The Zionist entity's caretaker prime minister Yair Lapid said that "we will discuss building a new security and economy architecture with the nations of the Middle East", following US-brokered accords in 2020 with the UAE, Bahrain and Morocco. "And we will discuss the need to renew a strong global coalition that will stop the Iranian nuclear program," he added, amid ongoing efforts by world powers to salvage Iran's frayed 2015 nuclear deal, which the Zionist entity opposes.

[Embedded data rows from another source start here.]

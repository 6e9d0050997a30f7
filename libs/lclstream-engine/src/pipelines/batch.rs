use std::iter::FusedIterator;
use std::num::NonZeroUsize;

use lclstream_api::{PipelineError, ProcessingPipeline, Record, RecordStream};

use crate::accumulator::Accumulator;
use crate::config::BatchPipelineParameters;

/// Groups events into batches of `batch_size`.
///
/// Every emitted batch holds exactly `batch_size` events except possibly the
/// last one, which carries whatever was pending when the input ended.
#[derive(Debug, Clone)]
pub struct BatchPipeline {
    batch_size: NonZeroUsize,
}

impl BatchPipeline {
    pub fn new(parameters: BatchPipelineParameters) -> Result<Self, PipelineError> {
        let batch_size = usize::try_from(parameters.batch_size)
            .ok()
            .and_then(NonZeroUsize::new)
            .ok_or_else(|| {
                PipelineError::config(format!(
                    "batch_size must be a positive integer, got {}",
                    parameters.batch_size
                ))
            })?;
        Ok(Self { batch_size })
    }

    pub fn batch_size(&self) -> usize {
        self.batch_size.get()
    }
}

impl ProcessingPipeline for BatchPipeline {
    fn name(&self) -> &'static str {
        "batch"
    }

    fn transform<'a>(&'a self, input: RecordStream<'a>) -> RecordStream<'a> {
        Box::new(Batches {
            input,
            accumulator: Accumulator::new(),
            batch_size: self.batch_size.get(),
            emitted: 0,
            done: false,
        })
    }
}

/// Output stream of one `BatchPipeline::transform` call. Owns the accumulator;
/// dropping it discards pending events.
struct Batches<'a> {
    input: RecordStream<'a>,
    accumulator: Accumulator,
    batch_size: usize,
    emitted: usize,
    done: bool,
}

impl Batches<'_> {
    fn flush(&mut self) -> Option<Record> {
        let events = self.accumulator.size();
        let batch = self.accumulator.take()?;
        self.emitted += 1;
        tracing::debug!(
            batch = self.emitted,
            events,
            full = events >= self.batch_size,
            "emitting batch"
        );
        Some(batch)
    }

    fn fail(&mut self, err: PipelineError) -> Option<Result<Record, PipelineError>> {
        self.done = true;
        let discarded = self.accumulator.size();
        self.accumulator.clear();
        tracing::warn!(error = %err, discarded, "batch stream failed");
        Some(Err(err))
    }
}

impl Iterator for Batches<'_> {
    type Item = Result<Record, PipelineError>;

    fn next(&mut self) -> Option<Self::Item> {
        if self.done {
            return None;
        }
        loop {
            match self.input.next() {
                Some(Ok(event)) => {
                    if let Err(err) = self.accumulator.add(event) {
                        return self.fail(err);
                    }
                    if self.accumulator.size() >= self.batch_size {
                        return self.flush().map(Ok);
                    }
                }
                Some(Err(err)) => return self.fail(err),
                None => {
                    self.done = true;
                    return self.flush().map(Ok);
                }
            }
        }
    }
}

impl FusedIterator for Batches<'_> {}
use lclstream_api::PipelineError;

#[derive(Debug, thiserror::Error)]
pub enum StageError {
    #[error("open {context} '{path}': {source}")]
    Open {
        context: &'static str,
        path: String,
        source: std::io::Error,
    },

    #[error("{0}")]
    Pipeline(#[from] PipelineError),
}
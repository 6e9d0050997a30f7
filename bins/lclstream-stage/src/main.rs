mod cmd;
mod config;
mod error;

use clap::Parser;
use config::{Cli, Commands};

fn main() {
    tracing_subscriber::fmt()
        .with_writer(std::io::stderr)
        .with_env_filter(
            tracing_subscriber::EnvFilter::try_from_default_env()
                .unwrap_or_else(|_| "info".into()),
        )
        .init();

    let cli = Cli::parse();
    let result = match cli.command {
        Commands::Run(args) => cmd::run::run(args),
    };
    if let Err(e) = result {
        tracing::error!(error = %e, "stage failed");
        std::process::exit(1);
    }
}
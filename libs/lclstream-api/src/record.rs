use indexmap::IndexMap;
use serde::{Deserialize, Serialize};

use crate::value::Value;

/// Ordered mapping from field name to value.
///
/// Carries one event on the input side of a pipeline and one batch (every
/// value an array with a leading batch dimension) on the output side.
/// Field order is insertion order.
#[derive(Debug, Clone, Default, PartialEq, Serialize, Deserialize)]
#[serde(transparent)]
pub struct Record {
    fields: IndexMap<String, Value>,
}

impl Record {
    pub fn new() -> Self {
        Self::default()
    }

    /// Insert or replace a field. A replaced field keeps its position.
    pub fn insert(&mut self, name: impl Into<String>, value: impl Into<Value>) -> Option<Value> {
        self.fields.insert(name.into(), value.into())
    }

    /// Builder-style [`Record::insert`].
    pub fn with(mut self, name: impl Into<String>, value: impl Into<Value>) -> Self {
        self.insert(name, value);
        self
    }

    pub fn get(&self, name: &str) -> Option<&Value> {
        self.fields.get(name)
    }

    pub fn contains(&self, name: &str) -> bool {
        self.fields.contains_key(name)
    }

    pub fn len(&self) -> usize {
        self.fields.len()
    }

    pub fn is_empty(&self) -> bool {
        self.fields.is_empty()
    }

    pub fn names(&self) -> impl Iterator<Item = &str> {
        self.fields.keys().map(String::as_str)
    }

    pub fn iter(&self) -> impl Iterator<Item = (&str, &Value)> {
        self.fields.iter().map(|(k, v)| (k.as_str(), v))
    }

    /// Promote every value into an array with a leading dimension of size 1.
    pub fn batched(self) -> Record {
        self.into_iter()
            .map(|(name, value)| (name, Value::Array(value.batched())))
            .collect()
    }
}

impl IntoIterator for Record {
    type Item = (String, Value);
    type IntoIter = indexmap::map::IntoIter<String, Value>;

    fn into_iter(self) -> Self::IntoIter {
        self.fields.into_iter()
    }
}

impl<K: Into<String>, V: Into<Value>> FromIterator<(K, V)> for Record {
    fn from_iter<I: IntoIterator<Item = (K, V)>>(iter: I) -> Self {
        Self {
            fields: iter
                .into_iter()
                .map(|(k, v)| (k.into(), v.into()))
                .collect(),
        }
    }
}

Biden's visit to Saudi Arabia on Friday will be the major focus of the tour. Air Force One will make a first direct flight from the Zionist entity to Saudi Arabia amid efforts to build ties between the Zionist entity and the conservative Gulf kingdom, which does not recognize the Zionist entity's existence. Moments after Biden landed, the Zionist military showed him its new Iron Beam system, an anti-drone laser it claims is crucial to countering Iran's fleet of unmanned aerial vehicles.

Iran's President Ebrahim Raisi warned earlier Wednesday that if Biden's goal on the trip was to bolster the Zionist entity's security, he was destined to fail. If US visits "to the countries of the region are to strengthen the position of the Zionist regime... their efforts will not create security for the Zionists in any way," Raisi said.

Biden, 79, will also meet Palestinian leaders angered by what they describe as Washington's failure to curb Zionist aggression. The persistent frustrations of Zionist-Palestinian diplomacy are nothing new for Biden, who first visited the region in 1973 after being elected to the Senate. Palestinians claim Zionist-annexed east Jerusalem as their capital and, ahead of the visit, accused Biden of failing to make good on his pledge to restore the United States as an honest broker in the conflict.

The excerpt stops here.